Considerations and Limitations

  • Data Quality: The quality and consistency of structured data in the support system are critical for feature engineering success.
  • Domain Expertise: Effective feature engineering relies heavily on understanding the nuances of the support process and customer interactions.
  • Exclusion of Text Data: While a practical choice for this paper, excluding ticket descriptions and communication threads means potentially missing valuable predictive signals embedded in the text. A hybrid approach combining structured and text features could potentially yield better results but adds complexity.
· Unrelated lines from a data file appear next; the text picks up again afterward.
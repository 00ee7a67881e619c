//! JSON interchange files.
//!
//! A topic's documents can be written to, and loaded from, a JSON array of
//! `{title, text, pdf_link, authors}` objects. The default export location is
//! `data/raw/arxiv_<topic>_documents.json`, with spaces in the topic
//! replaced by underscores.

use anyhow::{Context, Result};
use std::io::Write;
use std::path::{Path, PathBuf};

use paperdesk_core::models::{normalize_topic, PaperRecord};
use paperdesk_core::store::Store;

use crate::config::Config;
use crate::sqlite_store::SqliteStore;

/// Where `export` writes when no path is given.
pub fn default_export_path(topic: &str) -> PathBuf {
    let slug = normalize_topic(topic).replace(' ', "_");
    PathBuf::from("data")
        .join("raw")
        .join(format!("arxiv_{}_documents.json", slug))
}

/// Records stored under `topic`, or `None` when the topic does not exist.
pub async fn export_records(store: &dyn Store, topic: &str) -> Result<Option<Vec<PaperRecord>>> {
    if store.get_topic(topic).await?.is_none() {
        return Ok(None);
    }
    let documents = store.documents_by_topic(topic).await?;
    Ok(Some(documents.iter().map(|d| d.to_record()).collect()))
}

/// Parse an interchange file body.
pub fn parse_records(json: &str) -> Result<Vec<PaperRecord>> {
    serde_json::from_str(json)
        .context("Invalid interchange file: expected a JSON array of documents")
}

/// Export a topic's documents as JSON.
///
/// `output` of `-` writes to stdout for piping; `None` uses
/// [`default_export_path`].
pub async fn run_export(config: &Config, topic: &str, output: Option<&Path>) -> Result<()> {
    let store = SqliteStore::connect(config).await?;
    let records = export_records(&store, topic).await;
    store.close().await;

    let Some(records) = records? else {
        anyhow::bail!("Unknown topic: '{}'", topic.trim());
    };
    let json = serde_json::to_string_pretty(&records)?;

    match output {
        Some(path) if path == Path::new("-") => {
            let stdout = std::io::stdout();
            let mut handle = stdout.lock();
            handle.write_all(json.as_bytes())?;
            handle.write_all(b"\n")?;
        }
        _ => {
            let path = output
                .map(Path::to_path_buf)
                .unwrap_or_else(|| default_export_path(topic));
            if let Some(parent) = path.parent() {
                if !parent.as_os_str().is_empty() {
                    std::fs::create_dir_all(parent)?;
                }
            }
            std::fs::write(&path, &json)
                .with_context(|| format!("Failed to write {}", path.display()))?;
            println!("Exported {} documents to {}", records.len(), path.display());
        }
    }

    Ok(())
}

/// Load an interchange file into the store under `topic`.
pub async fn run_import(config: &Config, file: &Path, topic: &str) -> Result<()> {
    let content = std::fs::read_to_string(file)
        .with_context(|| format!("Failed to read {}", file.display()))?;
    let records = parse_records(&content)?;

    let store = SqliteStore::connect(config).await?;
    let inserted = store.add_documents(topic, &records).await;
    store.close().await;
    let inserted = inserted?;

    println!(
        "Imported {} documents into '{}' ({} new, {} already stored)",
        records.len(),
        normalize_topic(topic),
        inserted,
        records.len() - inserted
    );
    Ok(())
}

#[cfg(test)]
mod tests {
    use super::*;
    use paperdesk_core::store::memory::InMemoryStore;

    #[test]
    fn test_default_export_path() {
        assert_eq!(
            default_export_path(" Deep Learning "),
            PathBuf::from("data/raw/arxiv_deep_learning_documents.json")
        );
    }

    #[test]
    fn test_parse_records() {
        let records = parse_records(
            r#"[{"title": "A", "text": "A. b", "pdf_link": "http://arxiv.org/pdf/1.pdf", "authors": ["X", "Y"]}]"#,
        )
        .unwrap();
        assert_eq!(records[0].authors_joined(), "X, Y");
        assert!(parse_records(r#"{"title": "A"}"#).is_err());
    }

    #[tokio::test]
    async fn test_export_preserves_insertion_order() {
        let store = InMemoryStore::new();
        let records: Vec<PaperRecord> = ["second", "first"]
            .iter()
            .map(|t| PaperRecord {
                title: t.to_string(),
                text: format!("{}. x", t),
                pdf_link: format!("http://arxiv.org/pdf/{}.pdf", t),
                authors: vec!["A".to_string(), "B".to_string()],
            })
            .collect();
        store.add_documents("ai", &records).await.unwrap();

        let exported = export_records(&store, "AI").await.unwrap().unwrap();
        assert_eq!(exported, records);
        assert!(export_records(&store, "ml").await.unwrap().is_none());
    }
}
  • Interpretability: Understanding why a ticket is predicted to escalate can be important for support staff. Some models (like Logistic Regression or Decision Trees) are more interpretable than others (like complex Random Forests or SVMs). Feature importance analysis from the trained model can help provide insights.

In summary, this paper provides a practical blueprint for predicting customer support ticket escalation using readily available structured data and robust feature engineering, offering a valuable starting point for organizations looking to implement such a system without immediately diving into complex natural language processing of ticket text.